> REQUIRED ACTION
Wherever a line of the data contains "antibodies", copy that line.

> THE DATA
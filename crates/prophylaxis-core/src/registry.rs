//! Drug profile registry.
//!
//! Handles:
//! - Alias lookup (aimovig→erenumab, ajovy→fremanezumab)
//! - Name matching against free-form medication entries
//! - Context checks that separate real administrations from incidental mentions
//! - The prophylaxis keyword list used to tell acute from preventive medication

use std::collections::{BTreeMap, HashMap};

use serde::{Deserialize, Serialize};
use strsim::jaro_winkler;

/// Shortest medication name allowed to match as a substring of an alias.
const MIN_REVERSE_MATCH_LEN: usize = 3;

/// Characters searched on each side of an alias for context words.
const CONTEXT_RADIUS: usize = 40;

/// Minimum Jaro-Winkler similarity for a typo suggestion.
const SUGGESTION_THRESHOLD: f64 = 0.88;

/// Words indicating the drug was actually administered.
const ADMINISTRATION_VERBS: &[&str] = &[
    "gespritzt",
    "spritze",
    "injiziert",
    "injektion",
    "injection",
    "injected",
    "inject",
    "autoinjektor",
    "autoinjector",
    "verabreicht",
    "administered",
    "genommen",
    "taken",
    "took",
    "gesetzt",
    "bekommen",
    "erhalten",
    "received",
];

/// Words indicating the drug was only talked about.
const INCIDENTAL_MARKERS: &[&str] = &[
    "termin",
    "appointment",
    "rezept",
    "prescription",
    "apotheke",
    "pharmacy",
    "bestellt",
    "ordered",
    "vergessen",
    "forgot",
    "morgen",
    "tomorrow",
    "nächste",
    "next",
];

/// Stems of preventive migraine medications. Everything else counts as acute.
const PROPHYLAXIS_KEYWORDS: &[&str] = &[
    // CGRP antibodies
    "erenumab",
    "aimovig",
    "fremanezumab",
    "ajovy",
    "galcanezumab",
    "emgality",
    "eptinezumab",
    "vyepti",
    // Anticonvulsants
    "topiramat",
    "topamax",
    "valproat",
    "valproin",
    "depakine",
    // Beta-blockers
    "metoprolol",
    "propranolol",
    "bisoprolol",
    // Tricyclics
    "amitriptylin",
    "nortriptylin",
    // Calcium channel / ARB
    "flunarizin",
    "sibelium",
    "candesartan",
    // Botulinum toxin
    "botox",
    "botulinum",
    "onabotulinumtoxin",
];

/// How a drug mention in free text reads.
#[derive(Debug, Clone, Copy, Serialize, Deserialize, PartialEq, Eq)]
#[serde(rename_all = "snake_case")]
pub enum MentionContext {
    /// An administration verb appears near the name
    Administration,
    /// Only appointment/prescription wording appears near the name
    Incidental,
    /// Neither
    Unspecified,
}

/// Static profile of one prophylactic agent.
#[derive(Debug, Clone, Serialize, Deserialize, PartialEq)]
pub struct DrugProfile {
    /// Canonical lowercase ID
    pub id: String,
    pub display_name: String,
    /// Lowercase names, generic and brand
    pub aliases: Vec<String>,
    /// Typical dosing interval, informational only
    pub typical_interval_days: Option<u32>,
    pub administration_verbs: Vec<String>,
    pub incidental_markers: Vec<String>,
}

impl DrugProfile {
    fn new(id: &str, display_name: &str, aliases: &[&str], interval: Option<u32>) -> Self {
        let mut all_aliases = vec![id.to_lowercase()];
        all_aliases.extend(aliases.iter().map(|a| a.to_lowercase()));
        all_aliases.dedup();
        Self {
            id: id.to_lowercase(),
            display_name: display_name.to_string(),
            aliases: all_aliases,
            typical_interval_days: interval,
            administration_verbs: ADMINISTRATION_VERBS.iter().map(|v| v.to_string()).collect(),
            incidental_markers: INCIDENTAL_MARKERS.iter().map(|m| m.to_string()).collect(),
        }
    }

    /// Profile for a drug the registry does not know; its ID is its only alias.
    pub fn fallback(id: &str) -> Self {
        Self::new(id.trim(), id.trim(), &[], None)
    }

    /// Case-insensitive substring match in either direction.
    pub fn matches_name(&self, name: &str) -> bool {
        let needle = name.trim().to_lowercase();
        if needle.is_empty() {
            return false;
        }
        let reverse_allowed = needle.chars().count() >= MIN_REVERSE_MATCH_LEN;
        self.aliases.iter().any(|alias| {
            needle.contains(alias.as_str()) || (reverse_allowed && alias.contains(needle.as_str()))
        })
    }

    pub fn matches_any(&self, names: &[String]) -> bool {
        names.iter().any(|n| self.matches_name(n))
    }

    /// Classify the wording around each alias occurrence. `None` if not mentioned.
    pub fn mention_context(&self, text: &str) -> Option<MentionContext> {
        let lower = text.to_lowercase();
        let mut mentioned = false;
        let mut incidental = false;

        for alias in &self.aliases {
            for (pos, _) in lower.match_indices(alias.as_str()) {
                mentioned = true;
                let window = context_window(&lower, pos, alias.len());
                if self.administration_verbs.iter().any(|v| window.contains(v.as_str())) {
                    return Some(MentionContext::Administration);
                }
                if self.incidental_markers.iter().any(|m| window.contains(m.as_str())) {
                    incidental = true;
                }
            }
        }

        match (mentioned, incidental) {
            (false, _) => None,
            (true, true) => Some(MentionContext::Incidental),
            (true, false) => Some(MentionContext::Unspecified),
        }
    }
}

/// Slice of `text` around a match, snapped to char boundaries.
fn context_window(text: &str, pos: usize, len: usize) -> &str {
    let mut start = pos.saturating_sub(CONTEXT_RADIUS);
    while !text.is_char_boundary(start) {
        start -= 1;
    }
    let mut end = (pos + len + CONTEXT_RADIUS).min(text.len());
    while !text.is_char_boundary(end) {
        end += 1;
    }
    &text[start..end]
}

/// Whether a medication name is a known preventive agent.
pub fn is_prophylactic_medication(name: &str) -> bool {
    let lower = name.to_lowercase();
    PROPHYLAXIS_KEYWORDS.iter().any(|k| lower.contains(k))
}

/// Catalog of known prophylactic drugs.
pub struct DrugRegistry {
    profiles: BTreeMap<String, DrugProfile>,
    /// Alias → canonical ID
    alias_index: HashMap<String, String>,
}

impl Default for DrugRegistry {
    fn default() -> Self {
        Self::new()
    }
}

impl DrugRegistry {
    /// Create a registry with the built-in profiles.
    pub fn new() -> Self {
        let mut registry = Self {
            profiles: BTreeMap::new(),
            alias_index: HashMap::new(),
        };
        for profile in Self::default_profiles() {
            registry.add_profile(profile);
        }
        registry
    }

    /// Add or replace a profile.
    pub fn add_profile(&mut self, profile: DrugProfile) {
        for alias in &profile.aliases {
            self.alias_index.insert(alias.clone(), profile.id.clone());
        }
        self.profiles.insert(profile.id.clone(), profile);
    }

    pub fn get(&self, id: &str) -> Option<&DrugProfile> {
        self.profiles.get(&id.trim().to_lowercase())
    }

    /// Known profile, or a fallback whose only alias is the ID.
    pub fn profile_or_fallback(&self, id: &str) -> DrugProfile {
        self.get(id)
            .cloned()
            .unwrap_or_else(|| DrugProfile::fallback(id))
    }

    /// Exact, case-insensitive alias lookup.
    pub fn find_by_alias(&self, name: &str) -> Option<&DrugProfile> {
        let id = self.alias_index.get(&name.trim().to_lowercase())?;
        self.profiles.get(id)
    }

    /// Alias lookup that tolerates typos ("aimovic", "emgalty").
    pub fn suggest(&self, name: &str) -> Option<&DrugProfile> {
        if let Some(profile) = self.find_by_alias(name) {
            return Some(profile);
        }
        let query = name.trim().to_lowercase();
        if query.is_empty() {
            return None;
        }

        let mut best: Option<(&DrugProfile, f64)> = None;
        for profile in self.profiles.values() {
            for alias in &profile.aliases {
                let similarity = jaro_winkler(&query, alias);
                if similarity >= SUGGESTION_THRESHOLD
                    && best.map_or(true, |(_, score)| similarity > score)
                {
                    best = Some((profile, similarity));
                }
            }
        }
        best.map(|(profile, _)| profile)
    }

    /// All profiles, ordered by ID.
    pub fn profiles(&self) -> impl Iterator<Item = &DrugProfile> {
        self.profiles.values()
    }

    fn default_profiles() -> Vec<DrugProfile> {
        vec![
            // CGRP receptor antibody
            DrugProfile::new("erenumab", "Erenumab (Aimovig)", &["aimovig"], Some(28)),
            // CGRP ligand antibodies
            DrugProfile::new("fremanezumab", "Fremanezumab (Ajovy)", &["ajovy"], Some(28)),
            DrugProfile::new("galcanezumab", "Galcanezumab (Emgality)", &["emgality"], Some(28)),
            {
                let mut vyepti =
                    DrugProfile::new("eptinezumab", "Eptinezumab (Vyepti)", &["vyepti"], Some(84));
                vyepti
                    .administration_verbs
                    .extend(["infusion".to_string(), "infundiert".to_string()]);
                vyepti
            },
            DrugProfile::new(
                "onabotulinumtoxina",
                "OnabotulinumtoxinA (Botox)",
                &["botox", "botulinumtoxin", "botulinum"],
                Some(84),
            ),
        ]
    }
}
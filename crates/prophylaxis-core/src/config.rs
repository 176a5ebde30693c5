//! Analysis configuration.

use serde::{Deserialize, Serialize};
use thiserror::Error;

/// Default length of the pre- and post-dose windows.
pub const DEFAULT_WINDOW_DAYS: u32 = 7;

/// Longest window accepted; roughly one quarterly dosing interval.
pub const MAX_WINDOW_DAYS: u32 = 90;

/// Configuration errors.
#[derive(Error, Debug)]
pub enum ConfigError {
    #[error("JSON parse error: {0}")]
    Json(#[from] serde_json::Error),

    #[error("Invalid {name} window: {days} days (allowed 1..={max})")]
    InvalidWindow {
        name: &'static str,
        days: u32,
        max: u32,
    },
}

/// Window lengths used for the pre/post comparison.
#[derive(Debug, Clone, Copy, Serialize, Deserialize, PartialEq, Eq)]
#[serde(default)]
pub struct AnalysisConfig {
    pub pre_window_days: u32,
    pub post_window_days: u32,
}

impl Default for AnalysisConfig {
    fn default() -> Self {
        Self {
            pre_window_days: DEFAULT_WINDOW_DAYS,
            post_window_days: DEFAULT_WINDOW_DAYS,
        }
    }
}

impl AnalysisConfig {
    /// Parse from JSON; missing fields take their defaults.
    pub fn from_json(json: &str) -> Result<Self, ConfigError> {
        let config: AnalysisConfig = serde_json::from_str(json)?;
        config.validate()?;
        Ok(config)
    }

    pub fn with_pre_window_days(mut self, days: u32) -> Self {
        self.pre_window_days = days;
        self
    }

    pub fn with_post_window_days(mut self, days: u32) -> Self {
        self.post_window_days = days;
        self
    }

    pub fn validate(&self) -> Result<(), ConfigError> {
        for (name, days) in [("pre", self.pre_window_days), ("post", self.post_window_days)] {
            if days == 0 || days > MAX_WINDOW_DAYS {
                return Err(ConfigError::InvalidWindow {
                    name,
                    days,
                    max: MAX_WINDOW_DAYS,
                });
            }
        }
        Ok(())
    }
}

> OUTPUT BELOW
    // CGRP antibodies
            // CGRP ligand antibodies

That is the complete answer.